The term “Nimble Short Term Investing” refers to a particular investing style that is applicable to investing in the equity markets (the share market). This investing approach has several underlying assumptions, and adopts specific views and interpretations. Some of it's underlying principles challenge conventional wisdom. And there is a particular mindset that can help an investor to be more successful.

The information on this web page is NOT a recommendation for anyone to adopt this approach, and no guarantees are given as to the successfulness or otherwise. The information here is simply a description of one possible investing approach.

Overview of this approach

Carefully consider the following scenario. 

Let's assume that we have some money which we want to see grow in value. And we are happy to lend the money to one (or more) companies by buying some of the shares in the company.

Over time, we want to see the value of our money grow. If the company struggles for any reason, and the value of our investment is falling, we need to consider whether we will leave our money in the hands of the company — and possibly watch it fall significantly in value, and in fact the company might end up in such a situation that our invested funds could end up almost worthless.

If we could foresee this eventuality, then we might be wiser to take our money back and invest it somewhere else where it might have a greater chance of growing in value.

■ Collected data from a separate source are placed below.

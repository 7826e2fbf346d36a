//! Normalization of the ad-hoc date text venue sites publish ("Jun 27",
//! "Friday 27th June", "8.30pm", "27 June – 2 July") into concrete dates.
//!
//! Year policy: an explicit year is taken verbatim; a missing year means the
//! current year, rolled forward one year when the resulting date has already
//! passed. Time policy: the first parseable time token wins, otherwise the
//! venue's default applies.

use chrono::{NaiveDate, NaiveTime};
use once_cell::sync::Lazy;
use regex::Regex;

/// A normalized occurrence: the day an event starts, an optional start time,
/// and an optional last day for multi-day listings.
#[derive(Debug, Clone, PartialEq, Eq)]
pub struct EventWhen {
    pub day: NaiveDate,
    pub start_time: Option<NaiveTime>,
    pub end_day: Option<NaiveDate>,
}

const MONTHS: &str = "jan(?:uary)?|feb(?:ruary)?|mar(?:ch)?|apr(?:il)?|may|jun(?:e)?|jul(?:y)?|aug(?:ust)?|sep(?:t(?:ember)?)?|oct(?:ober)?|nov(?:ember)?|dec(?:ember)?";

static ORDINAL_RE: Lazy<Regex> =
    Lazy::new(|| Regex::new(r"(?i)\b(\d{1,2})(?:st|nd|rd|th)\b").unwrap());
// No trailing \b: ISO datetimes continue straight into a `T`, which is a
// word character, so a boundary would never match there.
static ISO_RE: Lazy<Regex> =
    Lazy::new(|| Regex::new(r"\b(\d{4})-(\d{1,2})-(\d{1,2})").unwrap());
static NUMERIC_RE: Lazy<Regex> =
    Lazy::new(|| Regex::new(r"\b(\d{1,2})/(\d{1,2})(?:/(\d{2,4}))?\b").unwrap());
static YEAR_RE: Lazy<Regex> = Lazy::new(|| Regex::new(r"\b(20\d{2})\b").unwrap());
static PAIR_RE: Lazy<Regex> = Lazy::new(|| {
    Regex::new(&format!(
        r"(?i)\b({m})\s+(\d{{1,2}})\b|\b(\d{{1,2}})\s+({m})\b",
        m = MONTHS
    ))
    .unwrap()
});
static RANGE_MONTH_FIRST_RE: Lazy<Regex> = Lazy::new(|| {
    Regex::new(&format!(
        r"(?i)\b({m})\s+(\d{{1,2}})\s*-\s*(\d{{1,2}})\b",
        m = MONTHS
    ))
    .unwrap()
});
static RANGE_DAYS_FIRST_RE: Lazy<Regex> = Lazy::new(|| {
    Regex::new(&format!(
        r"(?i)\b(\d{{1,2}})\s*-\s*(\d{{1,2}})\s+({m})\b",
        m = MONTHS
    ))
    .unwrap()
});
static TIME_AMPM_RE: Lazy<Regex> =
    Lazy::new(|| Regex::new(r"(?i)\b(\d{1,2})(?:[:.](\d{2}))?\s*(am|pm)\b").unwrap());
// The time immediately after an ISO `T` separator. Checked before the
// generic 24-hour form so a trailing `+10:00` offset can never win.
static TIME_ISO_RE: Lazy<Regex> =
    Lazy::new(|| Regex::new(r"[Tt]([01]\d|2[0-3]):([0-5]\d)").unwrap());
static TIME_24H_RE: Lazy<Regex> =
    Lazy::new(|| Regex::new(r"\b([01]?\d|2[0-3]):([0-5]\d)\b").unwrap());
static NOON_RE: Lazy<Regex> = Lazy::new(|| Regex::new(r"(?i)\b(?:noon|midday)\b").unwrap());

fn month_number(name: &str) -> Option<u32> {
    let key: String = name.to_lowercase().chars().take(3).collect();
    let n = match key.as_str() {
        "jan" => 1,
        "feb" => 2,
        "mar" => 3,
        "apr" => 4,
        "may" => 5,
        "jun" => 6,
        "jul" => 7,
        "aug" => 8,
        "sep" => 9,
        "oct" => 10,
        "nov" => 11,
        "dec" => 12,
        _ => return None,
    };
    Some(n)
}

/// Resolves a (month, day) with no explicit year: current year, rolled
/// forward when the date has already passed.
fn resolve_year(month: u32, day: u32, today: NaiveDate, explicit_year: Option<i32>) -> Option<NaiveDate> {
    use chrono::Datelike;
    if let Some(year) = explicit_year {
        return NaiveDate::from_ymd_opt(year, month, day);
    }
    let candidate = NaiveDate::from_ymd_opt(today.year(), month, day)?;
    if candidate < today {
        NaiveDate::from_ymd_opt(today.year() + 1, month, day)
    } else {
        Some(candidate)
    }
}

fn extract_time(text: &str) -> Option<NaiveTime> {
    if let Some(caps) = TIME_ISO_RE.captures(text) {
        let hour: u32 = caps[1].parse().ok()?;
        let minute: u32 = caps[2].parse().ok()?;
        return NaiveTime::from_hms_opt(hour, minute, 0);
    }
    if let Some(caps) = TIME_AMPM_RE.captures(text) {
        let mut hour: u32 = caps[1].parse().ok()?;
        let minute: u32 = caps
            .get(2)
            .map(|m| m.as_str().parse().ok())
            .unwrap_or(Some(0))?;
        if hour == 0 || hour > 12 {
            return None;
        }
        let meridiem = caps[3].to_lowercase();
        if meridiem == "pm" && hour < 12 {
            hour += 12;
        } else if meridiem == "am" && hour == 12 {
            hour = 0;
        }
        return NaiveTime::from_hms_opt(hour, minute, 0);
    }
    if let Some(caps) = TIME_24H_RE.captures(text) {
        let hour: u32 = caps[1].parse().ok()?;
        let minute: u32 = caps[2].parse().ok()?;
        return NaiveTime::from_hms_opt(hour, minute, 0);
    }
    if NOON_RE.is_match(text) {
        return NaiveTime::from_hms_opt(12, 0, 0);
    }
    None
}

/// All month/day pairs in text order, both "June 27" and "27 June" forms.
fn month_day_pairs(text: &str) -> Vec<(u32, u32)> {
    let mut pairs = Vec::new();
    for caps in PAIR_RE.captures_iter(text) {
        let (month_str, day_str) = if caps.get(1).is_some() {
            (caps.get(1).unwrap().as_str(), caps.get(2).unwrap().as_str())
        } else {
            (caps.get(4).unwrap().as_str(), caps.get(3).unwrap().as_str())
        };
        if let (Some(month), Ok(day)) = (month_number(month_str), day_str.parse::<u32>()) {
            if (1..=31).contains(&day) {
                pairs.push((month, day));
            }
        }
    }
    pairs
}

/// Normalizes one blob of date text. Returns `None` when nothing date-like
/// can be extracted; callers drop the event rather than fabricating one.
pub fn normalize(text: &str, today: NaiveDate, default_time: Option<NaiveTime>) -> Option<EventWhen> {
    // Ordinal suffixes and typographic dashes only get in the way.
    let cleaned = ORDINAL_RE.replace_all(text, "$1");
    let cleaned = cleaned.replace(['\u{2013}', '\u{2014}', '\u{2212}'], "-");

    let start_time = extract_time(&cleaned).or(default_time);
    let explicit_year = YEAR_RE
        .captures(&cleaned)
        .and_then(|c| c[1].parse::<i32>().ok());

    // Fully explicit forms first.
    if let Some(caps) = ISO_RE.captures(&cleaned) {
        let day = NaiveDate::from_ymd_opt(
            caps[1].parse().ok()?,
            caps[2].parse().ok()?,
            caps[3].parse().ok()?,
        )?;
        return Some(EventWhen { day, start_time, end_day: None });
    }

    // Same-month ranges before single pairs, so "27-29 June" does not read
    // as a single "29 June".
    if let Some(caps) = RANGE_MONTH_FIRST_RE.captures(&cleaned) {
        let month = month_number(&caps[1])?;
        let start = resolve_year(month, caps[2].parse().ok()?, today, explicit_year)?;
        let end = NaiveDate::from_ymd_opt(
            chrono::Datelike::year(&start),
            month,
            caps[3].parse().ok()?,
        )?;
        return Some(EventWhen { day: start, start_time, end_day: Some(end) });
    }
    if let Some(caps) = RANGE_DAYS_FIRST_RE.captures(&cleaned) {
        let month = month_number(&caps[3])?;
        let start = resolve_year(month, caps[1].parse().ok()?, today, explicit_year)?;
        let end = NaiveDate::from_ymd_opt(
            chrono::Datelike::year(&start),
            month,
            caps[2].parse().ok()?,
        )?;
        return Some(EventWhen { day: start, start_time, end_day: Some(end) });
    }

    let pairs = month_day_pairs(&cleaned);
    if pairs.len() >= 2 {
        // Cross-month range: "Jun 27 - Jul 2", "27 June - 2 July".
        let (sm, sd) = pairs[0];
        let (em, ed) = pairs[1];
        let start = resolve_year(sm, sd, today, explicit_year)?;
        let mut end = NaiveDate::from_ymd_opt(chrono::Datelike::year(&start), em, ed)?;
        if end < start {
            end = NaiveDate::from_ymd_opt(chrono::Datelike::year(&start) + 1, em, ed)?;
        }
        return Some(EventWhen { day: start, start_time, end_day: Some(end) });
    }
    if let Some(&(month, day)) = pairs.first() {
        let day = resolve_year(month, day, today, explicit_year)?;
        return Some(EventWhen { day, start_time, end_day: None });
    }

    // Day-first numeric dates; every covered city writes 27/06, not 06/27.
    if let Some(caps) = NUMERIC_RE.captures(&cleaned) {
        let d: u32 = caps[1].parse().ok()?;
        let m: u32 = caps[2].parse().ok()?;
        if m <= 12 {
            let year = caps.get(3).and_then(|y| {
                let n: i32 = y.as_str().parse().ok()?;
                Some(if n < 100 { 2000 + n } else { n })
            });
            let day = resolve_year(m, d, today, year.or(explicit_year))?;
            return Some(EventWhen { day, start_time, end_day: None });
        }
    }

    None
}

If the company cannot improve the value of our investment, then we might as well invest the funds in a bank account where it is likely to grow (albeit by a small amount), instead of reducing in value.

Bearing this in mind, the Nimble Short Term Investing approach is based on the premise that we are looking for capital improvement, and we won't tolerate any destruction of our capital. This might mean that we invest, and monitor our investments, on perhaps a weekly basis.

Investing objectives

The objectives that help to define this particular investing style and approach include (also see eBook Article ST-7200, "Investing objectives", for more details):

  1. Investment income (such as dividends) is not important and will not be a distraction.
  2. Strive for short to medium term capital improvement - over days, weeks or months, and maybe for years but not necessarily. Hence "Nimble Short Term Investing". 
  3. To maximise the returns by optimising the investment position entry and exit. That is, we will strive to time the market (and this is possible, even though some self-interested experts will try to tell you otherwise).
  4. To protect the capital from downside risk by using an active approach. Hence "Nimble Short Term Investing". 
  5. We are genuinely interested in helping the company to move forward by lending them our money. Hence "Nimble Short Term Investing". 

Time frame and horizon

  • Crystallise profits in short to medium term.
  • Ignore the long-term buy-and-hold approach.
  • Spend a maximum of about 1 hour per day, or up to 6 hours per week, on this and related activities.
  • Be sensible with balancing the amount of time against the end results. That is, we will not unnecessarily spend too much time on related activities that don't contribute to the outcomes. See more information about balancing the time.
  • Be wary of over-analysis, and excessively complicated analysis. This applies to both fundamental analysis (to identify quality stocks and reduce the risks), and to technical analysis (for timing of the entry and exit).

Underlying principles

There are several principles that underpin this approach (also see eBook Article ST-7400, "Underlying principles", for more details):-
  1. The opinions and emotions of market participants are summarised in the price charts. The price charts tell a story, and it pays to understand the stories in the charts. This is what technical analysis is all about.
  2. Bias? - Some finance industry professionals are biased, or have a vested interest, or deliver conflicted advice. So do not automatically believe everything that we hear.
  3. Irrelevant and misleading - Many industry professionals and commentators provide advice and comment that is irrelevant and misleading — so ignore it! For example, they might talk about specific investment opportunities on the assumption that we have adopted the now out-dated buy-and-hold approach.
  4. GEMs - Be cautious about so-called Wall Street words of wisdom and their clichés (eg. “a rising tide lifts all boats”) because some are furphies. See a list of real share market GEMs.
  5. Intrinsic value and value investing —  These notions are not helpful and are ignored. See more details about these misleading terms.
  6. Cyclical investing — This is not helpful and is ignored. See more details about cyclical investing.
  7. Utilise fundamental analysis but only to a small degree. Many investors firmly believe that fundamental analysis is useful to a degree, but many people place too much emphasis on it.
  8. Heavily utilise technical analysis to more accurately time the entry and exit.
  9. Utilise sound risk and money management principles — It is very prudent to pre-determine our risk management and money management strategies. 
  10. Inter-market analysis is useful, so use it to further fine tune and influence our investing activities.

Investing psychology

The topic of investing psychology is a very important aspect, which is not often discussed. It is amazing how relevant it is. Here are some initial thought-starters (also see eBook Article ST-7500, "Emotions and psychology"):
  1. One's own emotional state can strongly influence investment decisions and performance. So understand the forces at play and stay calm. See more information about the emotion and psychology of the markets.
  2. Cognitive and behavioural biases can sub-consciously sway investment decisions. Be aware of potential biases and actively counter their influence.
  3. We cannot be 100% accurate with investment decisions. There will be losing positions, so accept this, cut losses quickly, and move on.
  4. Some closed positions will turn, and in hindsight could have been winners, so accept this, stay calm, put it behind us and move on.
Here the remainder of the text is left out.